Twenty years after Doolittle is released, after that wood shed had washed away or become mildewed feed for a miriade of rain forest mosses and ferns, I found myself in the mezzanine of the Paramount theater, now living in Seattle. Oddly I was accompanied by a friend named Nate, no relation, but the coincidence was the catalyst for the story.  I am nearly thirtyfive now and I am looking down to a flawless view of the Pixies. 
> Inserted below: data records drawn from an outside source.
//! Persisted player progress: saved night, custom-night unlock, report
//! cooldown and the installed extension record.
//! This module exists to define the save record and its fallback rules.
//! It does not own file paths or disk writes; the app crate does.

use serde::{Deserialize, Serialize};
use tracing::warn;

use crate::difficulty::{FIRST_NIGHT, LAST_NIGHT};

pub const REPORT_COOLDOWN_S: u64 = 600;

#[derive(Clone, Debug, PartialEq, Eq, Serialize, Deserialize)]
pub struct ExtensionRecord {
    pub name: String,
    pub path: String,
}

#[derive(Clone, Debug, PartialEq, Eq, Serialize, Deserialize)]
#[serde(default)]
pub struct Progress {
    pub current_night: u8,
    pub custom_unlocked: bool,
    pub last_report_unix_s: u64,
    pub installed_extension: Option<ExtensionRecord>,
}

impl Default for Progress {
    fn default() -> Self {
        Self {
            current_night: FIRST_NIGHT,
            custom_unlocked: false,
            last_report_unix_s: 0,
            installed_extension: None,
        }
    }
}

impl Progress {
    /// Parses a saved record. Anything unreadable falls back to a fresh save;
    /// an out-of-range night is clamped.
    pub fn parse_or_default(text: &str) -> Self {
        match serde_json::from_str::<Progress>(text) {
            Ok(mut progress) => {
                progress.current_night = progress.current_night.clamp(FIRST_NIGHT, LAST_NIGHT);
                progress
            }
            Err(error) => {
                warn!(%error, "save record unreadable, starting from night 1");
                Self::default()
            }
        }
    }

    pub fn to_json(&self) -> String {
        // A struct of plain fields cannot fail to serialize.
        serde_json::to_string_pretty(self).unwrap_or_default()
    }

    /// Moves to the night after `completed`. The custom night unlocks once
    /// the final night becomes reachable.
    pub fn record_night_won(&mut self, completed: u8) {
        self.current_night = completed.saturating_add(1).min(LAST_NIGHT);
        if self.current_night == LAST_NIGHT {
            self.custom_unlocked = true;
        }
    }

    pub fn report_cooldown_remaining(&self, now_unix_s: u64) -> u64 {
        let elapsed = now_unix_s.saturating_sub(self.last_report_unix_s);
        REPORT_COOLDOWN_S.saturating_sub(elapsed)
    }

    pub fn record_report(&mut self, now_unix_s: u64) {
        self.last_report_unix_s = now_unix_s;
    }
}
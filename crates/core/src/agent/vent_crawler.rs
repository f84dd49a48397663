use super::{Behavior, Decision, Transition, route_step};
use crate::content::{AgentDef, Route, rules};
use crate::state::{AgentState, AgentStatus};

/// Crawls toward an office vent, waits out the prep window, then rolls for a
/// breach every tick at fixed odds.
#[derive(Debug)]
pub struct VentCrawler {
    route: Route,
    think_interval_ms: u64,
}

impl VentCrawler {
    pub fn new(def: &AgentDef) -> Self {
        Self { route: def.route, think_interval_ms: def.think_interval_ms }
    }
}

impl Behavior for VentCrawler {
    fn decide(&self, state: &mut AgentState, ctx: &mut Decision<'_>) -> Transition {
        if !state.position.is_office_vent() {
            return route_step(state, &self.route, self.think_interval_ms, ctx);
        }

        let waited = ctx.now.saturating_sub(state.vent_arrived_at);
        if waited < rules::VENT_PREP_MS {
            state.status = AgentStatus::Preparing { remaining_ms: rules::VENT_PREP_MS - waited };
            return Transition::Stay;
        }
        let roll = ctx.dice.d20();
        if roll <= rules::VENT_BREACH_MAX_ROLL {
            return Transition::Breach;
        }
        state.status = AgentStatus::VentWait { roll };
        Transition::Stay
    }
}
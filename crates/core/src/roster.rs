//! The fixed cast, stored in registration order.
//! This module exists to run the per-tick agent pass in that order, handing
//! each agent an occupancy view of everyone else.
//! It does not decide what an office arrival means.

use crate::agent::{Agent, Decision};
use crate::difficulty::NightConfig;
use crate::occupancy::Occupancy;
use crate::types::{AgentId, Location};

#[derive(Debug)]
pub struct Roster {
    agents: Vec<Agent>,
}

impl Roster {
    pub fn new() -> Self {
        Self { agents: AgentId::ALL.into_iter().map(Agent::from_id).collect() }
    }

    pub fn agents(&self) -> &[Agent] {
        &self.agents
    }

    pub fn agents_mut(&mut self) -> &mut [Agent] {
        &mut self.agents
    }

    pub fn agent(&self, id: AgentId) -> &Agent {
        &self.agents[id.index()]
    }

    pub fn agent_mut(&mut self, id: AgentId) -> &mut Agent {
        &mut self.agents[id.index()]
    }

    /// Full reset for a new night. Nothing carries over from the last one.
    pub fn reset(&mut self, config: &NightConfig) {
        for agent in &mut self.agents {
            agent.reset(config.level(agent.def.id));
        }
    }

    /// Dawn: everyone stops where they stand.
    pub fn zero_levels(&mut self) {
        for agent in &mut self.agents {
            agent.state.difficulty = 0;
        }
    }

    /// One agent pass. Earlier agents claim rooms first.
    pub fn update_all(&mut self, ctx: &mut Decision<'_>) {
        for index in 0..self.agents.len() {
            let (before, rest) = self.agents.split_at_mut(index);
            let Some((agent, after)) = rest.split_first_mut() else {
                continue;
            };
            agent.update(&Occupancy::new(before, after), ctx);
        }
    }

    pub fn send_home(&mut self, id: AgentId, now: u64) -> bool {
        let (before, rest) = self.agents.split_at_mut(id.index());
        let Some((agent, after)) = rest.split_first_mut() else {
            return false;
        };
        agent.send_home(&Occupancy::new(before, after), now)
    }

    /// First agent in registration order standing in the office. Balloon
    /// Boy never counts; his arrival is a hazard, not an attack.
    pub fn first_intruder(&self) -> Option<AgentId> {
        self.agents
            .iter()
            .filter(|agent| agent.def.id != AgentId::BalloonBoy)
            .find(|agent| agent.state.position == Location::Office)
            .map(|agent| agent.def.id)
    }

    pub fn is_in(&self, id: AgentId, location: Location) -> bool {
        self.agent(id).state.position == location
    }

    pub fn occupancy(&self) -> Occupancy<'_> {
        Occupancy::of(&self.agents)
    }
}

impl Default for Roster {
    fn default() -> Self {
        Self::new()
    }
}

#[cfg(test)]
mod tests {
    use super::*;
    use crate::content::ContentTimings;
    use crate::dice::ScriptedDice;
    use crate::types::{LogEvent, PlayerSignals};

    #[test]
    fn earlier_agent_wins_a_same_tick_race() {
        let mut roster = Roster::new();
        let mut config = NightConfig::zeroed();
        config.set(AgentId::ToyChica, 20);
        config.set(AgentId::WitheredBonny, 20);
        roster.reset(&config);
        roster.agent_mut(AgentId::ToyChica).state.position = Location::MainHall;
        roster.agent_mut(AgentId::WitheredBonny).state.position = Location::PartyRoom1;

        let timings = ContentTimings::default();
        let signals = PlayerSignals::default();
        let mut dice = ScriptedDice::d20s(&[1]);
        let mut events = Vec::new();
        let mut ctx = Decision {
            now: 7_000,
            dt_ms: 33,
            signals: &signals,
            dice: &mut dice,
            timings: &timings,
            events: &mut events,
        };
        roster.update_all(&mut ctx);

        assert_eq!(roster.agent(AgentId::ToyChica).state.position, Location::LeftAirVent);
        assert_eq!(roster.agent(AgentId::WitheredBonny).state.position, Location::PartyRoom1);
        assert!(events.contains(&LogEvent::AgentBlocked {
            agent: AgentId::WitheredBonny,
            target: Location::LeftAirVent
        }));
        assert!(roster.occupancy().conflicts().is_empty());
    }

    #[test]
    fn reset_restores_start_rooms_and_levels() {
        let mut roster = Roster::new();
        roster.agent_mut(AgentId::ToyFreddy).state.position = Location::Hall;
        roster.reset(&NightConfig::preset(6));
        assert_eq!(roster.agent(AgentId::ToyFreddy).state.position, Location::Stage);
        assert_eq!(roster.agent(AgentId::ToyFreddy).state.difficulty, 10);
        assert_eq!(roster.agent(AgentId::Puppet).state.charge(), Some(100));

        roster.zero_levels();
        assert!(roster.agents().iter().all(|agent| agent.state.difficulty == 0));
    }
}
//! Injected randomness for every decision an agent or the session makes.
//! Production code rolls a seeded ChaCha8 stream so a night is reproducible
//! from its seed; tests can script exact rolls.

use rand_chacha::ChaCha8Rng;
use rand_chacha::rand_core::{Rng, SeedableRng};

pub trait Dice {
    fn next_u32(&mut self) -> u32;

    /// Uniform integer in `1..=20`.
    fn d20(&mut self) -> u8 {
        (self.next_u32() % 20) as u8 + 1
    }

    /// Uniform index in `0..len`. `len` must be non-zero.
    fn pick(&mut self, len: usize) -> usize {
        self.next_u32() as usize % len
    }

    /// True with probability `percent / 100`.
    fn chance(&mut self, percent: u32) -> bool {
        self.next_u32() % 100 < percent
    }
}

pub struct SeededDice {
    rng: ChaCha8Rng,
}

impl SeededDice {
    pub fn new(seed: u64) -> Self {
        Self { rng: ChaCha8Rng::seed_from_u64(seed) }
    }
}

impl Dice for SeededDice {
    fn next_u32(&mut self) -> u32 {
        self.rng.next_u32()
    }
}

/// Replays a fixed list of raw values, then repeats the last one.
#[cfg(test)]
pub(crate) struct ScriptedDice {
    values: Vec<u32>,
    cursor: usize,
}

#[cfg(test)]
impl ScriptedDice {
    /// Builds dice whose `d20` calls return the given rolls in order.
    pub(crate) fn d20s(rolls: &[u8]) -> Self {
        Self { values: rolls.iter().map(|roll| u32::from(roll - 1)).collect(), cursor: 0 }
    }

    pub(crate) fn raw(values: &[u32]) -> Self {
        Self { values: values.to_vec(), cursor: 0 }
    }
}

#[cfg(test)]
impl Dice for ScriptedDice {
    fn next_u32(&mut self) -> u32 {
        let value = self.values.get(self.cursor).or(self.values.last()).copied().unwrap_or(0);
        self.cursor += 1;
        value
    }
}
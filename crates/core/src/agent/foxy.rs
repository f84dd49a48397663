use super::{Behavior, Decision, Transition, route_step};
use crate::content::{AgentDef, Route, rules};
use crate::state::{AgentState, AgentStatus, Timers};
use crate::types::Location;

/// Leaves Parts Service on a think roll, then plays a staring contest in the
/// Hall: unwatched time builds toward an attack, watched time both eats into
/// it and builds toward a full retreat.
#[derive(Debug)]
pub struct Foxy {
    route: Route,
    think_interval_ms: u64,
}

impl Foxy {
    pub fn new(def: &AgentDef) -> Self {
        Self { route: def.route, think_interval_ms: def.think_interval_ms }
    }
}

impl Behavior for Foxy {
    fn initial_timers(&self) -> Timers {
        Timers::Foxy { unwatched_ms: 0, watched_ms: 0 }
    }

    fn decide(&self, state: &mut AgentState, ctx: &mut Decision<'_>) -> Transition {
        if state.position != Location::Hall {
            return route_step(state, &self.route, self.think_interval_ms, ctx);
        }
        let Timers::Foxy { unwatched_ms, watched_ms } = &mut state.timers else {
            return Transition::Stay;
        };

        if ctx.signals.watching_hall {
            *watched_ms += ctx.dt_ms;
            *unwatched_ms = unwatched_ms.saturating_sub(ctx.dt_ms);
            if *watched_ms >= rules::FOXY_RETREAT_MS {
                *watched_ms = 0;
                *unwatched_ms = 0;
                state.think_deadline = ctx.now + self.think_interval_ms;
                return Transition::Retreat;
            }
            let remaining_ms = rules::FOXY_RETREAT_MS - *watched_ms;
            state.status = AgentStatus::Blinding { remaining_ms };
        } else {
            *unwatched_ms += ctx.dt_ms;
            if *unwatched_ms >= rules::FOXY_ATTACK_MS {
                return Transition::Breach;
            }
            let remaining_ms = rules::FOXY_ATTACK_MS - *unwatched_ms;
            state.status = AgentStatus::AttackIn { remaining_ms };
        }
        Transition::Stay
    }

    fn arrived(&self, state: &mut AgentState, to: Location, _now: u64) {
        if to == Location::Hall {
            state.timers = self.initial_timers();
        }
    }
}
use anyhow::{Result, ensure};
use clap::Parser;
use night_core::{Camera, Game, NightMode, PhaseKind, PlayerSignals, Progress};
use rand_chacha::{
    ChaCha8Rng,
    rand_core::{Rng, SeedableRng},
};

#[derive(Parser)]
#[command(author, version, about, long_about = None)]
struct Args {
    #[arg(short, long, default_value_t = 42)]
    seed: u64,
    /// Nights to play, cycling through nights 1-6
    #[arg(short, long, default_value_t = 12)]
    nights: u32,
    #[arg(short, long, default_value_t = 12_000)]
    ticks: u32,
}

fn random_signals(rng: &mut ChaCha8Rng) -> PlayerSignals {
    let bits = rng.next_u32();
    PlayerSignals {
        watching_hall: bits & 1 != 0,
        light_left_vent: bits & 2 != 0,
        light_right_vent: bits & 4 != 0,
        disguise_active: bits & 8 != 0,
        observation_active: bits & 16 != 0,
        observation_target: Camera((bits >> 8) as u8 % Camera::COUNT + 1),
        recharge_requested: bits & 32 != 0,
        camera_light: bits & 64 != 0,
    }
}

fn main() -> Result<()> {
    let args = Args::parse();
    println!("Starting fuzz harness on seed {} for {} nights...", args.seed, args.nights);

    for index in 0..args.nights {
        let night = (index % 6) as u8 + 1;
        let seed = args.seed.wrapping_add(u64::from(index));
        let progress = Progress { current_night: night, ..Progress::default() };
        let mut game = Game::new(seed, progress);
        game.start_night(NightMode::Continue)?;
        let mut rng = ChaCha8Rng::seed_from_u64(seed);

        for _ in 0..args.ticks {
            let dt_ms = 16 + u64::from(rng.next_u32() % 34);
            let result = game.advance(&random_signals(&mut rng), dt_ms);

            let conflicts = game.roster().occupancy().conflicts();
            ensure!(conflicts.is_empty(), "seed {seed}: exclusive rooms shared: {conflicts:?}");
            ensure!(result.phase != PhaseKind::Menu, "seed {seed}: night ended with no outcome");
            if !result.phase.is_active() {
                break;
            }
        }
        println!(
            "night {night} seed {seed}: {:?} at tick {}",
            game.outcome(),
            game.current_tick()
        );
    }

    println!("Fuzzing completed successfully.");
    Ok(())
}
They played every song from Doolittle, the ep's, the b-sides, the downtempo version of "wave of mutilation UK", the only reason to hold onto that Pump up the Volume soundtrack, besides that sexy Arron Nevill track. Below us a new generation of angsty youth moshing and sweating, hanging onto every refrain, crying the lyrics without fail. I was seated high above the crowd in seats grown-ups get, seats where you can hear the acoustics and smell the doobage being exhaled amongst the crowd. A friend had hooked me up with the tickets hours before the show.  The whole evening was a surreal fold in time where  you skip out of work early, throw on something cute without appearing that you're clinging to your youth, throw back a couple of fifteen dollar Manhattans (I didn't know till I got the bill..Damn you Ruth Chris!!), and all of a sudden you're sitting in the good seats , watching a band that you have been intimate with and intimate with others with for the last twenty years.  They aren't over the hill, they haven't dialed it in, watered it down. They haven't gone from KEXP to the Mountain. And unlike other bands that chastise their fans for wanting to hear the songs they love, they embraced it, they rocked it, they regaled in it and for a band who spent half of that twenty years not speaking to each other, they too loved it. And I, like every soul in that theater was enraptured, listening to Doolittle for the first time the thousandth time and nary the last time.  This monkey had gone to heaven.